Travel preparations should start well in advance of the actual departure date. About a month before you plan on shipping out, make sure you take your horse to the vet for a check-up to make sure it is healthy enough for travel. The vet will perform a Coggins test for equine infectious anemia as well as update all of the horse’s shots. The five main vaccinations that every horse needs before traveling are tetanus, Eastern equine encephalomyelitis, Western equine encephalomyelitis, rabies and West Nile. However, keep in mind that your vet likely won’t vaccinate your horse if it is sick, as its immune system is preoccupied with fighting the illness. In addition, a vaccination administered while a horse is ill may not be as effective. If the horse is approved for travel, the vet will issue a certificate of veterinary inspection.
Transportation is inevitably a stressful time for your horse. When under stress, increased levels of cortisol are released into the horse’s bloodstream. This cortisol overload has a measured effect on the ability of its immune system to fight off infections. As a result, horses often develop illnesses after being transported for long periods of time. In order to allow your horse time to fight off any disease it may have picked up in transit, be sure to allow for a three-day rest period when you arrive at your destination.

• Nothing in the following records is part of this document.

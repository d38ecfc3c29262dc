use std::collections::BTreeSet;
use std::sync::Arc;

use capital_allocator::optimizer::pareto::exhaustive_frontier;
use capital_allocator::optimizer::sensitivity::DEFAULT_LEVELS;
use capital_allocator::optimizer::{AllocationProblem, SolverError};
use capital_allocator::{
    build, normalize, AllocationResult, AllocationSolver, Candidate, ConstraintOptions, Method,
    Objective, Optimizer, RawCandidate,
};
use rust_decimal::Decimal;
use rust_decimal_macros::dec;
use serde_json::json;

struct FailingSolver;

impl AllocationSolver for FailingSolver {
    fn name(&self) -> &'static str {
        "failing"
    }

    fn solve(&self, _problem: &AllocationProblem) -> Result<Vec<bool>, SolverError> {
        Err(SolverError::Backend("injected failure".to_string()))
    }
}

/// Deterministic portfolio: chained dependencies, three periods, one mandatory
/// item whose dependency is forced along with it.
fn portfolio() -> Vec<Candidate> {
    let mut seed: u64 = 0x5eed;
    let mut next = move |modulo: u64| {
        seed = seed.wrapping_mul(6364136223846793005).wrapping_add(1442695040888963407);
        (seed >> 33) % modulo
    };

    let raw: Vec<RawCandidate> = (0..12)
        .map(|i| {
            let cost = 10 + next(490);
            let benefit = 1 + next(100);
            let mut record = json!({
                "id": format!("c{i:02}"),
                "cost": cost,
                "expected_benefit": benefit,
                "period": 2026 + (i % 3),
            });
            if i % 4 == 3 {
                record["depends_on"] = json!([format!("c{:02}", i - 2)]);
            }
            if i == 7 {
                record["mandatory"] = json!(true);
            }
            serde_json::from_value(record).expect("raw record")
        })
        .collect();
    normalize(&raw).expect("generated portfolio is valid")
}

fn options() -> ConstraintOptions {
    ConstraintOptions {
        max_per_period: Some(3),
    }
}

fn total_cost(candidates: &[Candidate]) -> Decimal {
    candidates.iter().map(|c| c.cost).sum()
}

fn assert_hard_constraints(candidates: &[Candidate], result: &AllocationResult, budget: Decimal) {
    let set = build(candidates, budget, &options()).expect("valid constraints");
    if !result.feasible {
        assert!(result.infeasibility.is_some());
        return;
    }
    assert!(
        result.total_cost <= budget,
        "spent {} of {budget}",
        result.total_cost
    );
    let violations = set.violations(candidates, &result.selected_ids);
    assert!(violations.is_empty(), "{violations:?}");
    for candidate in candidates.iter().filter(|c| c.mandatory) {
        assert!(result.is_selected(&candidate.id));
    }
}

fn budget_grid(candidates: &[Candidate]) -> Vec<Decimal> {
    let total = total_cost(candidates);
    (0..=10)
        .map(|step| (total * Decimal::from(step) / dec!(10)).round_dp(2))
        .collect()
}

#[test]
fn milp_results_respect_every_hard_constraint() {
    let candidates = portfolio();
    let optimizer = Optimizer::default();
    for budget in budget_grid(&candidates) {
        let result = optimizer
            .plan(&candidates, budget, &options(), Objective::Benefit)
            .expect("valid input");
        assert_eq!(result.method, Method::Lp);
        assert_hard_constraints(&candidates, &result, budget);
    }
}

#[test]
fn greedy_fallback_respects_every_hard_constraint() {
    let candidates = portfolio();
    let optimizer = Optimizer::new(Arc::new(FailingSolver));
    for budget in budget_grid(&candidates) {
        let result = optimizer
            .plan(&candidates, budget, &options(), Objective::Benefit)
            .expect("valid input");
        assert_hard_constraints(&candidates, &result, budget);
        if result.feasible {
            assert_eq!(result.method, Method::GreedyFallback);
            assert!(!result.warnings.is_empty());
        }
    }
}

#[test]
fn benefit_never_decreases_as_budget_grows() {
    let candidates = portfolio();
    let optimizer = Optimizer::default();
    let mut previous: Option<f64> = None;
    for budget in budget_grid(&candidates) {
        let result = optimizer
            .plan(&candidates, budget, &options(), Objective::Benefit)
            .expect("valid input");
        if !result.feasible {
            continue;
        }
        if let Some(prev) = previous {
            assert!(
                result.total_benefit + 1e-9 >= prev,
                "benefit dropped from {prev} to {} at {budget}",
                result.total_benefit
            );
        }
        previous = Some(result.total_benefit);
    }
    assert!(previous.is_some());
}

#[test]
fn milp_matches_enumerated_optimum_and_beats_greedy() {
    let candidates = portfolio();
    let budget = (total_cost(&candidates) / dec!(2)).round_dp(2);
    let milp = Optimizer::default()
        .plan(&candidates, budget, &options(), Objective::Benefit)
        .expect("valid input");
    let greedy = Optimizer::new(Arc::new(FailingSolver))
        .plan(&candidates, budget, &options(), Objective::Benefit)
        .expect("valid input");

    let frontier =
        exhaustive_frontier(&candidates, &options(), budget, 16).expect("enumerable");
    let best = frontier
        .iter()
        .filter(|p| p.total_cost <= budget)
        .map(|p| p.total_benefit)
        .fold(0.0, f64::max);

    assert!((milp.total_benefit - best).abs() < 1e-6, "{} vs {best}", milp.total_benefit);
    assert!(milp.total_benefit + 1e-9 >= greedy.total_benefit);
}

#[test]
fn pareto_points_are_mutually_non_dominated() {
    let candidates = portfolio();
    let frontier = Optimizer::default()
        .pareto_frontier(
            &candidates,
            &budget_grid(&candidates),
            &options(),
            Objective::Benefit,
        )
        .expect("valid sweep");
    assert!(!frontier.is_empty());
    for pair in frontier.windows(2) {
        assert!(pair[0].total_cost < pair[1].total_cost);
        assert!(pair[0].total_benefit < pair[1].total_benefit);
    }
    for a in &frontier {
        for b in &frontier {
            assert!(!a.dominates(b));
        }
    }
}

#[test]
fn optimize_is_idempotent_and_order_independent() {
    let candidates = portfolio();
    let budget = (total_cost(&candidates) * dec!(0.4)).round_dp(2);
    let optimizer = Optimizer::default();
    let first = optimizer
        .plan(&candidates, budget, &options(), Objective::Benefit)
        .expect("valid input");
    let second = optimizer
        .plan(&candidates, budget, &options(), Objective::Benefit)
        .expect("valid input");
    assert_eq!(first, second);

    let mut reversed = candidates.clone();
    reversed.reverse();
    let shuffled = optimizer
        .plan(&reversed, budget, &options(), Objective::Benefit)
        .expect("valid input");
    assert_eq!(first.selected_ids, shuffled.selected_ids);
}

#[test]
fn sensitivity_sweep_tracks_the_default_levels() {
    let candidates = portfolio();
    let base = (total_cost(&candidates) / dec!(2)).round_dp(2);
    let points = Optimizer::default()
        .analyze_sensitivity(
            &candidates,
            base,
            &DEFAULT_LEVELS,
            &options(),
            Objective::Benefit,
        )
        .expect("valid sweep");
    let levels: Vec<f64> = points.iter().map(|p| p.budget_level).collect();
    assert_eq!(levels, DEFAULT_LEVELS.to_vec());
    for pair in points.windows(2) {
        assert!(pair[0].budget < pair[1].budget);
        assert!(pair[1].result.total_benefit + 1e-9 >= pair[0].result.total_benefit);
    }
}

#[test]
fn mandatory_cost_above_budget_is_reported_not_raised() {
    let candidates = portfolio();
    let forced: BTreeSet<String> = build(&candidates, Decimal::ZERO, &options())
        .expect("valid constraints")
        .forced_ids;
    assert_eq!(forced.len(), 2);

    let result = Optimizer::default()
        .plan(&candidates, Decimal::ZERO, &options(), Objective::Benefit)
        .expect("valid input");
    assert!(!result.feasible);
    assert_eq!(result.selected_ids, forced);
}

In addition, there are steps you can take before loading your horse that will help to mitigate the effects of a high-stress transportation environment. Ideally you will want to familiarize your horse with the transportation process from a young age. Doing so will make your horse more willing to enter its trailer as it is not a new experience. For horses that have not been familiarized and are showing resistance to getting in their trailer, ask a vet about tranquilizers that could be used to calm the horse’s nerves during transport. You may also want to inquire about natural alternatives to tranquilizers, such as Thia-Cal™ and Quia-Cal®.
When moving a horse across state, or even country, lines, it is important to take into account the animal’s health and wellbeing.
Thia-Cal™ promotes healthy nerves in your horse in a daily feed supplement. This is a potent Thiamine and Magnesium supplement balanced with Calcium.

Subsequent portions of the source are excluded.